The Health Minister has signalled there may be potential for some amendments on price disclosure, says community pharmacist insider
Community pharmacist and owner of an independent pharmacy in Rozelle, NSW, Adele Tahan recently met with Health Minister Greg Hunt to discuss the industry.
She points out that community pharmacy is an area of small business that comes with its own range of challenges and issues.
“As a long standing community pharmacist at the coalface dealing with community healthcare challenges, I took the opportunity to bring some of these grassroots issues to Minister Hunt,” says Ms Tahan.
“It needs support from the government to continue employing staff and provide adequate services to its immediate communities.”
Ms Tahan is a Pharmacy Guild branch committee member, however she points out that she met with Minister Hunt representing herself and small business as a community pharmacist and owner, and not on behalf of the Guild.
She tells AJP the community is being led towards a model of “cheap offers” and disproportionate marketing by the big chains, not realising they are being short-changed in the healthcare advice and often chronic disease or mental health management that pharmacists have been offering for decades.
“If we do not take charge of these trends, we can see pharmacy going on the Amazon model, whereby drugs and prescriptions will be delivered by the postman after the click of a button. We have to stop this and bring the care back in health.
“I also discussed workforce with him saying quality pharmacists are leaving the profession due to the pay, however we can’t pay much due to price disclosure.”
Considering the impacts of the program, she said they discussed what can be changed under the price disclosure program.

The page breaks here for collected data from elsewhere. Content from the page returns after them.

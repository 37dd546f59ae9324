//! Process transport seam between the executor and the multiplexer binary.
//!
//! `SecureCommandExecutor` is the only caller. Tests substitute
//! `testsupport::FakeMux`, which records every argv it receives.

mod process;

pub use process::ProcessTransport;

use async_trait::async_trait;
use std::time::Duration;
use tokio::sync::mpsc;
use tokio_util::sync::CancellationToken;

use crate::error::MuxError;

/// Captured output from one finished invocation.
#[derive(Debug, Clone, Default, PartialEq, Eq)]
pub struct ExecOutput {
    pub exit_code: i32,
    pub stdout: String,
    pub stderr: String,
}

impl ExecOutput {
    pub fn success(stdout: impl Into<String>) -> Self {
        Self {
            exit_code: 0,
            stdout: stdout.into(),
            stderr: String::new(),
        }
    }

    pub fn failure(exit_code: i32, stderr: impl Into<String>) -> Self {
        Self {
            exit_code,
            stdout: String::new(),
            stderr: stderr.into(),
        }
    }
}

/// A long-lived child process whose stdout is delivered line by line.
///
/// Dropping the handle cancels the reader, which kills the child.
#[derive(Debug)]
pub struct StreamProcess {
    pub lines: mpsc::Receiver<String>,
    pub pid: Option<u32>,
    cancel: CancellationToken,
}

impl StreamProcess {
    pub fn new(lines: mpsc::Receiver<String>, pid: Option<u32>, cancel: CancellationToken) -> Self {
        Self { lines, pid, cancel }
    }

    /// Token that terminates the child when cancelled.
    pub fn cancel_token(&self) -> CancellationToken {
        self.cancel.clone()
    }

    pub fn kill(&self) {
        self.cancel.cancel();
    }
}

impl Drop for StreamProcess {
    fn drop(&mut self) {
        self.cancel.cancel();
    }
}

/// Executes fully-rendered argv vectors.
///
/// `argv[0]` is the program; it is never interpreted by a shell.
#[async_trait]
pub trait MuxTransport: Send + Sync {
    async fn run(&self, argv: &[String], timeout: Duration) -> Result<ExecOutput, MuxError>;

    fn spawn_stream(&self, argv: &[String]) -> Result<StreamProcess, MuxError>;
}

“As it has been legislated, not much can be done with its frequency however there might be potential for a longer notification period,” says Ms Tahan.

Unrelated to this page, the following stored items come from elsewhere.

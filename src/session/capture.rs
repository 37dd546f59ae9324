//! Continuous pane capture over a read-only control-mode client.

use tokio::sync::mpsc;
use tokio::task::JoinHandle;
use tokio_util::sync::CancellationToken;
use tracing::debug;

use crate::tmux::parse_output_line;
use crate::transport::StreamProcess;

use super::CaptureChunk;

/// A running capture. Stopping it (or dropping it) kills the client process.
#[derive(Debug)]
pub struct CaptureHandle {
    pub id: String,
    pub session_id: String,
    pub pane_id: String,
    cancel: CancellationToken,
    task: Option<JoinHandle<()>>,
}

impl CaptureHandle {
    pub fn is_running(&self) -> bool {
        !self.cancel.is_cancelled() && self.task.as_ref().is_some_and(|t| !t.is_finished())
    }

    /// Kill the client and wait for the reader task to finish.
    pub async fn stop(mut self) {
        self.cancel.cancel();
        if let Some(task) = self.task.take() {
            if let Err(e) = task.await {
                debug!(capture = %self.id, error = %e, "capture reader ended abnormally");
            }
        }
    }
}

impl Drop for CaptureHandle {
    fn drop(&mut self) {
        self.cancel.cancel();
    }
}

/// Forward `%output` payloads for `pane_id` from `stream` into `sink`.
/// `on_exit` runs once the reader stops, however it stopped.
pub(crate) fn spawn_capture<F>(
    stream: StreamProcess,
    id: String,
    session_id: String,
    pane_id: String,
    sink: mpsc::UnboundedSender<CaptureChunk>,
    on_exit: F,
) -> CaptureHandle
where
    F: FnOnce() + Send + 'static,
{
    let cancel = stream.cancel_token();
    let reader = read_output(
        stream,
        cancel.clone(),
        id.clone(),
        session_id.clone(),
        pane_id.clone(),
        sink,
    );
    let task = tokio::spawn(async move {
        reader.await;
        on_exit();
    });
    CaptureHandle {
        id,
        session_id,
        pane_id,
        cancel,
        task: Some(task),
    }
}

async fn read_output(
    mut stream: StreamProcess,
    cancel: CancellationToken,
    id: String,
    session_id: String,
    pane_id: String,
    sink: mpsc::UnboundedSender<CaptureChunk>,
) {
    let mut forwarded = 0u64;
    loop {
        let line = tokio::select! {
            _ = cancel.cancelled() => break,
            line = stream.lines.recv() => line,
        };
        let Some(line) = line else {
            break;
        };
        let Some((pane, data)) = parse_output_line(&line) else {
            continue;
        };
        if pane != pane_id {
            continue;
        }
        let chunk = CaptureChunk {
            capture_id: id.clone(),
            session_id: session_id.clone(),
            pane_id: pane_id.clone(),
            data,
        };
        if sink.send(chunk).is_err() {
            break;
        }
        forwarded += 1;
    }
    stream.kill();
    debug!(capture = %id, forwarded, "capture reader stopped");
}

#[cfg(test)]
mod tests {
    use super::*;

    #[tokio::test]
    async fn forwards_only_the_requested_pane() {
        let (line_tx, line_rx) = mpsc::channel(8);
        let cancel = CancellationToken::new();
        let stream = StreamProcess::new(line_rx, Some(42), cancel.clone());
        let (tx, mut rx) = mpsc::unbounded_channel();
        let handle =
            spawn_capture(stream, "cap-1".into(), "s1-1".into(), "%1".into(), tx, || {});

        line_tx.send("%begin 1 1 0".to_string()).await.unwrap();
        line_tx.send("%output %2 other".to_string()).await.unwrap();
        line_tx.send("%output %1 hi\\015\\012".to_string()).await.unwrap();

        let chunk = rx.recv().await.unwrap();
        assert_eq!(chunk.data, "hi\r\n");
        assert_eq!(chunk.pane_id, "%1");
        assert!(handle.is_running());

        handle.stop().await;
        assert!(cancel.is_cancelled());
        assert!(rx.recv().await.is_none());
    }

    #[tokio::test]
    async fn ends_when_stream_closes() {
        let (line_tx, line_rx) = mpsc::channel(8);
        let cancel = CancellationToken::new();
        let stream = StreamProcess::new(line_rx, None, cancel.clone());
        let (tx, mut rx) = mpsc::unbounded_channel();
        let (exit_tx, exit_rx) = tokio::sync::oneshot::channel();
        let handle = spawn_capture(stream, "cap-2".into(), "s".into(), "%0".into(), tx, move || {
            let _ = exit_tx.send(());
        });
        drop(line_tx);
        assert!(rx.recv().await.is_none());
        assert!(cancel.is_cancelled());
        exit_rx.await.unwrap();
        assert!(!handle.is_running());
    }
}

Minister Hunt and the health department are also reportedly working on making direct exclusive distribution “more feasible” to provide better access for all stakeholders involved.
In July 2017, the minister announced a $16 million package to create a national real time prescription monitoring.
However not all states have come on board with the system, with the Guild repeatedly calling on the NSW government to implement real time monitoring in the state.
“It is both infuriating and depressing that NSW must wait on a Commonwealth real time monitoring solution rather than take initiative in the way Victoria has done,” said NSW Guild president David Heffernan last month.
Ms Tahan asked that Minister Hunt’s department promote this initiative in NSW, being the most populous state.
He was also very positive about vaccination and expanding the scope of pharmacists vaccination, commenting that the 2018 flu season has been very mild comparing to 2017, she says.
“I was very impressed by the minister and his detailed knowledge on all aspect of the matters discussed,” says Ms Tahan.
“He again confirmed his commitment to the ownership model of community pharmacy.
“Overall I felt that Minister Hunt and his department were very positive about community pharmacy.”